L'avancement des milices kurdes, avec notamment la prise d'une base miliaire, au nord d'Azzaz, qui était aux mains des « rebelles », ces groupes islamistes soutenus par la Turquie, a été possible grâce aux frappes de la Russie et du régime. Les Kurdes essaient de prendre davantage de positions afin de relier la région de Afrin à Kobané et Jazirah (les trois cantons kurdes qui forment le Rojava à la frontière turque).
Existe-t-il une coordination entre les forces kurdes et les forces du régime ?

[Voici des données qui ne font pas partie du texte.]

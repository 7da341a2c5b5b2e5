//! Local key-value persistence.
//!
//! A [`KeyValueStore`] holds JSON strings by key. [`MemoryStore`] keeps them
//! in a map (tests, ephemeral sessions); [`FileStore`] writes one JSON file
//! per key under a directory. [`SaveStore`] layers the game's two keys on
//! top of either.

mod file;
mod memory;
mod save;

pub use file::FileStore;
pub use memory::MemoryStore;
pub use save::{AccountCache, SaveStore, ACCOUNTS_KEY, STATE_KEY};

use std::io;

use thiserror::Error;

#[derive(Debug, Error)]
pub enum StoreError {
    #[error("saved data under {key} is corrupt: {source}")]
    ParseFailure {
        key: String,
        #[source]
        source: serde_json::Error,
    },
    #[error("storage I/O failed for {key}: {source}")]
    Io {
        key: String,
        #[source]
        source: io::Error,
    },
}

/// String storage by key. Implementations are internally synchronized so a
/// store can be shared between the local save and a simulated remote.
pub trait KeyValueStore: Send + Sync {
    fn get(&self, key: &str) -> Result<Option<String>, StoreError>;
    fn set(&self, key: &str, value: &str) -> Result<(), StoreError>;
    fn remove(&self, key: &str) -> Result<(), StoreError>;
}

Oui, je pense qu'il y a un échange d'informations, qui se fait également avec la Russie. Mais, en ce moment, c'est extrêmement difficile de savoir qui est avec qui ! C'est un scénario très confus. La Russie aide visiblement le régime et les Kurdes. En même temps, je dirais que la politique des États-Unis en ce moment est de fermer les yeux, parce que l'ennemi commun c'est l'État islamique (EI). C'est le point commun entre tous ces acteurs, mais chacun profite de cette alliance pour servir ses intérêts propres. Le principal souci de la Turquie n'est pas l'EI, mais le PKK et le PYD. La Russie s'attaque à l'EI certes, mais en réalité elle s'attaque à tous les groupes qui pourraient faire obstacle au régime syrien.
(Lire aussi : La Turquie continuera de combattre les Kurdes de Syrie, affirme Davutoglu)
Comment les États-Unis, qui soutiennent les Kurdes, peuvent-ils réagir si les bombardements turcs se poursuivent ?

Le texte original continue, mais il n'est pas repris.